• Assignment: Filter the entries below, keeping every line that has the word "InvalidPattern".

Data entries:
- Opening Delimiter -

//! Route pattern compilation.
//!
//! A pattern has the form `[domain]/literal[/:param]*`:
//!
//! - `/sites` is a plain pattern, matched by exact string equality
//! - `/sites/:siteId/plugins/:pluginId` declares two parameters, each one
//!   capturing exactly one non-empty path segment
//! - `api.example.com/sites/` carries a domain literal, everything before the
//!   first `/` is the domain
//!
//! Every compiled pattern records its depth, the number of `/` in its path
//! minus one. A request path can only match patterns of the same depth, which
//! is what lets [`RouterHub`](crate::RouterHub) bucket its routes.
//!
//! # Example
//!
//! ```
//! use micro_dispatch::CompiledPattern;
//!
//! let pattern = CompiledPattern::compile("/sites/:siteId/plugins/:pluginId").unwrap();
//! assert_eq!(pattern.depth(), 3);
//! assert_eq!(pattern.base_path(), "/sites/");
//!
//! let params = pattern.matches("/sites/7/plugins/9").unwrap();
//! assert_eq!(params.get("siteId"), Some("7"));
//! assert_eq!(params.get("pluginId"), Some("9"));
//! ```

use regex::Regex;

use crate::error::RouteError;
use crate::request::PathParams;

const SEPARATOR: char = '/';
const PARAM_PREFIX: char = ':';
const SEGMENT_CAPTURE: &str = "([^/]+)";

/// Returns the depth of a url path: the count of `/` minus one.
///
/// `/sites` has depth 0, `/sites/` and `/sites/1` have depth 1.
#[inline]
pub fn path_depth(path: &str) -> usize {
    path.matches(SEPARATOR).count().saturating_sub(1)
}

/// A route pattern compiled into its matchable form.
///
/// The matcher is present iff the pattern declares at least one parameter.
#[derive(Debug, Clone)]
pub struct CompiledPattern {
    pattern: String,
    domain: Option<String>,
    base_path: String,
    param_names: Vec<String>,
    matcher: Option<Regex>,
    depth: usize,
}

impl CompiledPattern {
    /// Compiles a route pattern.
    ///
    /// # Errors
    ///
    /// Returns [`RouteError::InvalidPattern`] if the pattern is empty, has no path
    /// separator, declares a parameter without a name, or if the matcher can not
    /// be built.
    pub fn compile(pattern: &str) -> Result<Self, RouteError> {
        if pattern.is_empty() {
            return Err(RouteError::invalid_pattern(pattern, "empty pattern"));
        }

        let Some(separator_index) = pattern.find(SEPARATOR) else {
            return Err(RouteError::invalid_pattern(pattern, "pattern has no path separator"));
        };

        let (domain, path) = pattern.split_at(separator_index);
        let domain = if domain.is_empty() { None } else { Some(domain.to_owned()) };

        let mut param_names = Vec::new();
        let mut base_path_end = None;
        let mut regex_str = String::with_capacity(path.len() + 16);
        regex_str.push('^');

        let mut segment_start = 0;
        for (index, segment) in path.split(SEPARATOR).enumerate() {
            if index > 0 {
                regex_str.push(SEPARATOR);
            }

            match segment.strip_prefix(PARAM_PREFIX) {
                Some("") => {
                    return Err(RouteError::invalid_pattern(pattern, "parameter without a name"));
                }
                // the first segment is always empty, a placeholder needs a leading separator
                Some(name) if index > 0 => {
                    base_path_end.get_or_insert(segment_start);
                    param_names.push(name.to_owned());
                    regex_str.push_str(SEGMENT_CAPTURE);
                }
                _ => regex_str.push_str(&regex::escape(segment)),
            }

            segment_start += segment.len() + 1;
        }
        regex_str.push('$');

        let depth = path_depth(path);
        let Some(base_path_end) = base_path_end else {
            return Ok(Self {
                pattern: pattern.to_owned(),
                domain,
                base_path: path.to_owned(),
                param_names,
                matcher: None,
                depth,
            });
        };

        let matcher = Regex::new(&regex_str).map_err(|e| RouteError::invalid_pattern(pattern, e))?;

        Ok(Self {
            pattern: pattern.to_owned(),
            domain,
            base_path: path[..base_path_end].to_owned(),
            param_names,
            matcher: Some(matcher),
            depth,
        })
    }

    /// The pattern string this was compiled from.
    pub fn pattern(&self) -> &str {
        &self.pattern
    }

    /// The domain literal, if the pattern is not path only.
    pub fn domain(&self) -> Option<&str> {
        self.domain.as_deref()
    }

    /// The literal path prefix before the first parameter, or the whole path of a plain pattern.
    pub fn base_path(&self) -> &str {
        &self.base_path
    }

    /// The key routes are grouped into hubs by: the domain literal followed by the
    /// base path of a parametrized pattern, or by the path up to its last `/` for
    /// a plain pattern.
    ///
    /// `/users/me` thus shares the `/users/` hub with `/users/:id`, and the
    /// registration order decides which of the two serves `/users/me`.
    pub fn base_pattern(&self) -> String {
        let path = if self.is_plain() {
            self.base_path.rfind(SEPARATOR).map_or(self.base_path.as_str(), |index| &self.base_path[..=index])
        } else {
            &self.base_path
        };

        match &self.domain {
            Some(domain) => format!("{domain}{path}"),
            None => path.to_owned(),
        }
    }

    pub fn param_names(&self) -> &[String] {
        &self.param_names
    }

    pub fn depth(&self) -> usize {
        self.depth
    }

    /// Returns true if the pattern has no parameter and is matched by plain string equality.
    #[inline]
    pub fn is_plain(&self) -> bool {
        self.matcher.is_none()
    }

    /// Tests the url path against this pattern.
    ///
    /// Returns the captured parameters on success, in declaration order. Only the
    /// path is tested, the domain literal is enforced by the server mux.
    pub fn matches(&self, path: &str) -> Option<PathParams> {
        let Some(matcher) = &self.matcher else {
            return if self.base_path == path { Some(PathParams::empty()) } else { None };
        };

        let captures = matcher.captures(path)?;
        let mut params = PathParams::with_capacity(self.param_names.len());
        for (name, value) in self.param_names.iter().zip(captures.iter().skip(1)) {
            if let Some(value) = value {
                params.push(name, value.as_str());
            }
        }
        Some(params)
    }
}

#[cfg(test)]
mod tests {
    use super::*;

    #[test]
    fn test_depth() {
        assert_eq!(CompiledPattern::compile("/sites").unwrap().depth(), 0);
        assert_eq!(CompiledPattern::compile("/sites/").unwrap().depth(), 1);
        assert_eq!(CompiledPattern::compile("/sites/:siteId/").unwrap().depth(), 2);
        assert_eq!(CompiledPattern::compile("/sites/:siteId/plugins/:pluginId").unwrap().depth(), 3);
        assert_eq!(CompiledPattern::compile("example.com/a/b").unwrap().depth(), 1);

        assert_eq!(path_depth("/"), 0);
        assert_eq!(path_depth("/sites/1234/"), 2);
        assert_eq!(path_depth(""), 0);
    }

    #[test]
    fn test_plain_pattern() {
        let pattern = CompiledPattern::compile("/sites").unwrap();
        assert!(pattern.is_plain());
        assert!(pattern.param_names().is_empty());
        assert_eq!(pattern.base_path(), "/sites");

        let params = pattern.matches("/sites").unwrap();
        assert!(params.is_empty());
        assert!(pattern.matches("/sites/1").is_none());
        assert!(pattern.matches("/sites/").is_none());

        let pattern = CompiledPattern::compile("/sites/").unwrap();
        assert!(pattern.is_plain());
        assert!(pattern.matches("/sites/1234").is_none());
    }

    #[test]
    fn test_single_param() {
        let pattern = CompiledPattern::compile("/sites/:siteId/").unwrap();
        assert!(!pattern.is_plain());
        assert_eq!(pattern.base_path(), "/sites/");
        assert_eq!(pattern.param_names(), ["siteId"]);

        let params = pattern.matches("/sites/42/").unwrap();
        assert_eq!(params.get("siteId"), Some("42"));
        assert_eq!(params.len(), 1);

        assert!(pattern.matches("/sites/42").is_none());
        assert!(pattern.matches("/sites/42/extra").is_none());
    }

    #[test]
    fn test_multiple_params() {
        let pattern = CompiledPattern::compile("/sites/:siteId/plugins/:pluginId").unwrap();
        assert_eq!(pattern.param_names(), ["siteId", "pluginId"]);

        let params = pattern.matches("/sites/7/plugins/9").unwrap();
        assert_eq!(params.get("siteId"), Some("7"));
        assert_eq!(params.get("pluginId"), Some("9"));
        assert_eq!(params.iter().collect::<Vec<_>>(), [("siteId", "7"), ("pluginId", "9")]);

        assert!(pattern.matches("/sites/1234/").is_none());
        assert!(pattern.matches("/sites/7/plugins/").is_none());
        assert!(pattern.matches("/sites/7/plugins/9/").is_none());
    }

    #[test]
    fn test_literal_segments_are_escaped() {
        let pattern = CompiledPattern::compile("/files/:name/v1.0").unwrap();
        assert!(pattern.matches("/files/a/v1.0").is_some());
        assert!(pattern.matches("/files/a/v1x0").is_none());
    }

    #[test]
    fn test_duplicated_param_first_wins() {
        let pattern = CompiledPattern::compile("/a/:id/b/:id").unwrap();
        let params = pattern.matches("/a/1/b/2").unwrap();
        assert_eq!(params.get("id"), Some("1"));
    }

    #[test]
    fn test_domain() {
        let pattern = CompiledPattern::compile("api.example.com/users/:id").unwrap();
        assert_eq!(pattern.domain(), Some("api.example.com"));
        assert_eq!(pattern.base_path(), "/users/");
        assert_eq!(pattern.base_pattern(), "api.example.com/users/");
        assert_eq!(pattern.matches("/users/1").unwrap().get("id"), Some("1"));

        let pattern = CompiledPattern::compile("/users/:id").unwrap();
        assert_eq!(pattern.domain(), None);
        assert_eq!(pattern.base_pattern(), "/users/");
    }

    #[test]
    fn test_plain_base_pattern_is_parent_path() {
        let pattern = CompiledPattern::compile("/users/me").unwrap();
        assert_eq!(pattern.base_path(), "/users/me");
        assert_eq!(pattern.base_pattern(), "/users/");

        assert_eq!(CompiledPattern::compile("/users/").unwrap().base_pattern(), "/users/");
        assert_eq!(CompiledPattern::compile("/ping").unwrap().base_pattern(), "/");
        assert_eq!(CompiledPattern::compile("api.example.com/users/me").unwrap().base_pattern(), "api.example.com/users/");
    }

    #[test]
    fn test_invalid_patterns() {
        assert!(matches!(CompiledPattern::compile(""), Err(RouteError::InvalidPattern { .. })));
        assert!(matches!(CompiledPattern::compile("sites"), Err(RouteError::InvalidPattern { .. })));
        assert!(matches!(CompiledPattern::compile("/sites/:"), Err(RouteError::InvalidPattern { .. })));
        assert!(matches!(CompiledPattern::compile("/sites/:/x"), Err(RouteError::InvalidPattern { .. })));
    }

    #[test]
    fn test_colon_inside_segment_is_literal() {
        let pattern = CompiledPattern::compile("/a:b").unwrap();
        assert!(pattern.is_plain());
        assert!(pattern.matches("/a:b").is_some());
    }
}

- Closing Delimiter -

• Your solution:
    /// Returns [`RouteError::InvalidPattern`] if the pattern is empty, has no path
        assert!(matches!(CompiledPattern::compile(""), Err(RouteError::InvalidPattern { .. })));
        assert!(matches!(CompiledPattern::compile("sites"), Err(RouteError::InvalidPattern { .. })));
        assert!(matches!(CompiledPattern::compile("/sites/:"), Err(RouteError::InvalidPattern { .. })));
        assert!(matches!(CompiledPattern::compile("/sites/:/x"), Err(RouteError::InvalidPattern { .. })));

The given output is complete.